Since "The invisible man", the scientific world has been looking for an exotic material with a negative refractive index for visible light.

The new discovery of a German research team could open the door to a new generation of superlenses able to detect details finer then the wavelength of visible light and improve further development of the "invisibility cloaks" which could hide objects from the human eye, enabling supreme stealth, a reason to be terribly afraid and thrilled.

Light waves are made of alternating electric and magnetic fields that interact differently with different materials as they propagate. Every material has a refractive index, describing the way the light waves bend when they enter and leave the material and the speed at which they propagate.

The refractive index of normal materials is always positive: 1.0003 for air, about 1.5 for glass, 2.1 for zircon, and 2.4 for diamond.
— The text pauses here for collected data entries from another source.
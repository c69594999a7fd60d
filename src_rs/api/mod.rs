// 목적:
// - Python FFI 경계 모듈을 선언한다.
//
// 설명:
// - `python` 기능이 켜진 경우에만 컴파일된다.
//
// 참조:
// - src_rs/api/search_bridge.rs

#[cfg(feature = "python")]
pub mod search_bridge;
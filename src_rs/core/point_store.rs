// 목적:
// - 적재된 도시 레코드를 메모리에 보관하는 저장소를 제공한다.
//
// 설명:
// - 적재는 한 번만 수행되고, 이후에는 읽기 전용 뷰와 이름 조회만 노출한다.
// - 삽입 순서(원본 파일 순서)를 그대로 유지한다.
// - 중복 이름은 거부하지 않지만, 이름 조회가 첫 번째 레코드로 해석되므로 경고 로그를 남긴다.
//
// 디자인 패턴:
// - 저장소 패턴(Repository Pattern).
//
// 참조:
// - src_rs/core/ingestion_pipeline.rs
// - src_rs/core/search_pipeline.rs

use std::collections::HashSet;
use std::fs::File;
use std::io::{BufRead, BufReader, ErrorKind};
use std::path::Path;

use tracing::{info, warn};

use crate::core::errors::{CoreError, CoreResult};
use crate::core::ingestion_pipeline::parse_records;
use crate::core::point::Point;

#[derive(Debug, Clone, Default)]
pub struct PointStore {
    points: Vec<Point>,
}

impl PointStore {
    /// 줄 시퀀스에서 저장소를 만든다. 실패 시 부분 결과는 남지 않는다.
    pub fn ingest<I, S>(lines: I) -> CoreResult<Self>
    where
        I: IntoIterator<Item = S>,
        S: AsRef<str>,
    {
        let points = parse_records(lines)?;
        let store = Self { points };
        store.warn_on_duplicates();
        Ok(store)
    }

    pub fn from_reader<R: BufRead>(reader: R) -> CoreResult<Self> {
        let mut lines = Vec::new();
        for (index, line) in reader.lines().enumerate() {
            match line {
                Ok(line) => lines.push(line),
                Err(error) if error.kind() == ErrorKind::InvalidData => {
                    return Err(CoreError::format(
                        index + 1,
                        format!("UTF-8로 해석할 수 없는 줄입니다: {}", error),
                    ));
                }
                Err(error) => {
                    return Err(CoreError::Io(format!("원본 줄 읽기 실패: {}", error)));
                }
            }
        }
        Self::ingest(lines)
    }

    /// 파일 경로에서 도시 데이터를 적재한다.
    pub fn load_from_path(path: &Path) -> CoreResult<Self> {
        let file = File::open(path).map_err(|error| {
            CoreError::Io(format!("파일 열기 실패: path={}, error={}", path.display(), error))
        })?;
        let store = Self::from_reader(BufReader::new(file))?;
        info!(path = %path.display(), point_count = store.len(), "도시 데이터 적재 완료");
        Ok(store)
    }

    /// 저장된 도시의 읽기 전용 뷰를 반환한다.
    pub fn snapshot(&self) -> &[Point] {
        &self.points
    }

    pub fn len(&self) -> usize {
        self.points.len()
    }

    pub fn is_empty(&self) -> bool {
        self.points.is_empty()
    }

    /// 이름이 정확히 일치하는 첫 번째 도시를 찾는다.
    pub fn find_by_name(&self, name: &str) -> Option<&Point> {
        self.points.iter().find(|point| point.name == name)
    }

    /// 두 번 이상 나타나는 이름을 중복이 발견된 순서대로 반환한다.
    pub fn duplicate_names(&self) -> Vec<&str> {
        let mut seen = HashSet::<&str>::new();
        let mut reported = HashSet::<&str>::new();
        let mut duplicates = Vec::new();

        for point in &self.points {
            let name = point.name.as_str();
            if !seen.insert(name) && reported.insert(name) {
                duplicates.push(name);
            }
        }
        duplicates
    }

    fn warn_on_duplicates(&self) {
        let duplicates = self.duplicate_names();
        if !duplicates.is_empty() {
            warn!(
                duplicates = ?duplicates,
                "중복된 도시 이름이 있습니다. 이름 조회는 첫 번째 레코드로 해석됩니다"
            );
        }
    }
}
But artificial materials called "metamaterials" could have a negative refractive index. The electronic components of such material must be assembled in such a way as to resonate with the electric and magnetic fields of the light waves as they pass through.

An array of coils and wires much smaller than the wavelength of light would do it, as John Pendry of Imperial College London, UK, first did it for radio waves with a frequency between 15 and 20 megahertz. Later, the technique passed to shorter wavelengths, from the microwave region to the infrared (1400 nm). These performances are next-to-invisible.

The team at the University of Karlsruhe in Germany has managed to pass from infrared to red spectrum, 780 nanometres, which is visible. The new metamaterial is made by depositing a layer of silver on a glass sheet, covering this with a thin layer of nonconducting magnesium fluoride, followed by another silver layer, forming a sandwich 100 nm thick.

The material was etched with an array of square holes to create a grid, similar to a wire mesh. The refractive index of the material was measured with the "phase velocity" of light as it passed through. The structure had a negative refractive index of -0.6 for light with a wavelength of 780 nm. This value drops to zero at 760 nm and 800 nm, and becomes positive at longer and shorter wavelengths from the visible spectrum.

Till now, exotic effects possible with a negative refractive index - such as the ability to bend light backwards - were not detected. Gunnar Dolling, of the research team, is concentrating on studying the exotic effects. Moreover, the technology should be used in "superlenses" to see details "finer than the wavelength of visible light."

"These applications are still a long way off", said Dolling.